She was confirmed on a 56-42 vote, picking up some Democratic support from Sens. Joe Manchi of West Virginia, Doug Jones of Alabama and Kyrsten Sinema of Arizona. After the Senate voted 56-43 on cloture early Wednesday afternoon, the full Senate confirmed her shortly before 4 p.m.
Brady will fill the seat vacated when Judge Joseph Van Bokkelen took senior status in September 2017. She will be the first new judge to join the Northern Indiana District Court since Jon DeGuilio was confirmed in May 2010. She also is the second woman to be confirmed as a judge in the Northern Indiana District, with Chief Judge Theresa Springmann, who was confirmed in June 2003, being the first.
The judges of the Northern Indiana District Court congratulated Brady on her confirmation.
“Holly Brady has been an exceptional attorney practitioner in this Court for many years and the same skills which allowed her to excel as an attorney will make her an outstanding District Court Judge,” Springmann said in a statement. “The judges of this Court welcome Holly and look forward to serving with her on the Court.”
Brady spent her entire legal career in private practice in Fort Wayne, most recently as an attorney at Haller & Colvin, P.C. She has practiced in state and federal courts, handling primarily employment and labor law cases. She also has been active in the Allen County Bar Association and has served as a board member for the Fort Wayne Sexual Assault Treatment Center and the Northern District of Indiana Federal Community Defenders and as president of the American Inns of Court, Benjamin Harrison Chapter.
A 1994 graduate of Valparaiso University Law School, Brady was a law clerk to now-retired Allen Circuit Judge Thomas Ryan and now-Allen Circuit Judge Thomas Felts. She earned a civil mediator certificate in 2013 from Indiana University Robert H. McKinney School of Law.
The summer prior to law school, Brady was an umpire for the RAM Softball League in Fort Wayne.
“Holly Brady will make an outstanding U.S. district court judge in Indiana,” Sen. Todd Young, R-Indiana, said in a statement. “Holly has deep roots in the Fort Wayne community and has had a strong federal practice. Her credentials are impressive and I believe she will become a strong jurist with a commitment to the rule of law.”
Road to confirmation
Nominated by President Donald Trump in April 2018, Brady got to the confirmation vote solely on Republican support. She was opposed by the reproductive rights group NARAL Pro-Choice America. In particular, the nonprofit saw her dismissal of the concerns surrounding Indiana’s controversial 2015 Religious Freedom and Restoration Act as minimizing the “very real fears of discrimination on the basis of sexual orientation or personal reproductive-heath decisions.”
Brady had a rough hearing before the Senate Judiciary Committee, being pressed by Sen. John Kennedy, R-Louisiana, on how she would rule in a case involving a Batson challenge, which bars peremptory challenges such as the dismissal of a juror solely on the basis of race. She was eventually sent to the floor on an 11-10 vote.

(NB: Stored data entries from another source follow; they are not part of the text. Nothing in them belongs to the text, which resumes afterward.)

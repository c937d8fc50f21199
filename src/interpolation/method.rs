//! The closed set of interpolation methods.

use serde::{Deserialize, Serialize};
use std::fmt;
use std::str::FromStr;

use crate::error::{GridSplineError, Result};

/// Interpolation method applied along every axis of a grid.
#[derive(Debug, Clone, Copy, PartialEq, Eq, Hash, Default, Serialize, Deserialize)]
pub enum Method {
    /// Value of the closer bounding node; the lower node wins ties.
    #[serde(rename = "nearest")]
    Nearest,
    /// Piecewise affine blend of the two bounding nodes.
    #[serde(rename = "linear")]
    Linear,
    /// Hermite cubic with spacing-weighted three-point slopes.
    #[default]
    #[serde(rename = "cubic")]
    Cubic,
    /// Hermite cubic with the slopes of the C2 cubic spline.
    #[serde(rename = "cubic2")]
    Cubic2,
    /// Hermite cubic with tension-scaled centered slopes.
    #[serde(rename = "cardinal")]
    Cardinal,
    /// Cardinal spline with zero tension.
    #[serde(rename = "catmull-rom")]
    CatmullRom,
    /// Shape-preserving Hermite cubic (Fritsch-Carlson limited slopes).
    #[serde(rename = "monotonic")]
    Monotonic,
    /// As `Monotonic`, with zero slope at both ends of each axis.
    #[serde(rename = "monotonic-0")]
    Monotonic0,
}

impl Method {
    /// Every method, in declaration order.
    pub const ALL: [Method; 8] = [
        Method::Nearest,
        Method::Linear,
        Method::Cubic,
        Method::Cubic2,
        Method::Cardinal,
        Method::CatmullRom,
        Method::Monotonic,
        Method::Monotonic0,
    ];

    /// Canonical lower-case name.
    pub fn name(&self) -> &'static str {
        match self {
            Method::Nearest => "nearest",
            Method::Linear => "linear",
            Method::Cubic => "cubic",
            Method::Cubic2 => "cubic2",
            Method::Cardinal => "cardinal",
            Method::CatmullRom => "catmull-rom",
            Method::Monotonic => "monotonic",
            Method::Monotonic0 => "monotonic-0",
        }
    }

    /// Fewest nodes an axis needs for this method.
    pub fn min_nodes(&self) -> usize {
        if self.is_hermite() {
            3
        } else {
            2
        }
    }

    /// Whether the method blends node values with node slopes.
    pub fn is_hermite(&self) -> bool {
        !matches!(self, Method::Nearest | Method::Linear)
    }

    /// Whether the method honors the tension parameter.
    pub fn uses_tension(&self) -> bool {
        matches!(self, Method::Cardinal)
    }
}

impl fmt::Display for Method {
    fn fmt(&self, f: &mut fmt::Formatter<'_>) -> fmt::Result {
        f.write_str(self.name())
    }
}

impl FromStr for Method {
    type Err = GridSplineError;

    fn from_str(s: &str) -> Result<Self> {
        let lower = s.trim().to_lowercase();
        Method::ALL
            .iter()
            .copied()
            .find(|m| m.name() == lower)
            .ok_or_else(|| GridSplineError::Config {
                message: format!(
                    "Unknown interpolation method: {}. Must be one of: {}",
                    s,
                    Method::ALL.map(|m| m.name()).join(", ")
                ),
            })
    }
}

/// Get an interpolation method by name
pub fn get_method(name: &str) -> Result<Method> {
    name.parse()
}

But Brady had to be renominated after the Senate failed to vote on more than 40 federal judicial nominees before the 115th Congress adjourned in December 2018. The Judiciary Committee reapproved her nomination on a 12-10 party-line vote.
Young took a swipe at Senate Democrats, blaming them for the delayed confirmation even though former Indiana Sen. Joe Donnelly, a Democrat, had supported Brady’s nomination and the Judiciary Committee quit voting on nominees late last year after former Arizona Sen. Jeff Flake, a Republican, threatened to withhold his support unless the Senate took steps to protect then-special counsel Robert Mueller from political interference.
“After waiting a year since her nomination, I’m proud that Holly can now serve Hoosiers in Indiana’s Northern District,” the senator said. “It’s unfair qualified nominees have been put on hold and used as a political ploy. I’m glad that we are finally able to confirm one of those nominees today.”
The path to confirmation for Brady and the other judicial nominees was made easier after the Republican majority in the Senate changed the rule to allow only two hours of debate after a cloture vote. Under the old rule, each nominee could be debated for up to 30 hours.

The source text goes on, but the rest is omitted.